I also designed the cover myself, and paid a friend who is a whiz with Photoshop to create the actual covers for me. I love the way they turned out, but I’m going to change them soon. I’ve come to realize how important it is for each book by an author to have a unified look to them, and I’ll be hiring a professional cover artist for the new covers. Do I think it will make a huge difference to readers? I admit that I don’t know, but since I now have the money to do it, I think it’s worth a shot.
Speaking of money, you’re probably wondering about the royalties for self-published books vs. traditionally published. Yes, I make much more on Athena’s Daughter and Song Without Words than I do on Crimson and Clover. The world of publishing has changed a lot over the past couple of decades, and publishers rarely do a lot of promotion for a book unless it’s written by a J.K. Rowling or a Stephen King. Authors do the majority of their own promotion, and I figured since I was going to have to do all that work anyway then I should keep the majority of the profits. Self-publishing lets me do that.

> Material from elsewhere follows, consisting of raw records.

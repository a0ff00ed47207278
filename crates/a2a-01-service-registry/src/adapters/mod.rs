//! Registry adapters: clocks, the HTTP health probe and the HTTP API.

pub mod api;
pub mod probe;
pub mod time;

pub use api::{router, REGISTRY_SERVICE_NAME};
pub use probe::HttpHealthProbe;
pub use time::{ManualTimeSource, SystemTimeSource};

So, was it worth it? Yes. Definitely yes. Athena’s Daughter outsold Crimson and Clover the day it was released and continues to do so to this day. I firmly believe that this wouldn’t have happened if I had made the changes suggested by the traditional publishers to whom I first submitted the book. I freely admit that Song Without Words hasn’t done as well, but I also admit that I haven’t pushed it as hard as I did Athena’s Daughter. Again, it’s an author’s responsibility to promote a book, and I’ve dropped the ball with Song Without Words. I’ve picked it up again, and hope readers will discover it soon. 🙂
Will I continue to self-publish my books? Again, yes. I enjoy the control I have over each book, and since I’m able to save money by editing and formatting them myself, I can’t see giving over my portion of the royalties to a publisher to do it instead.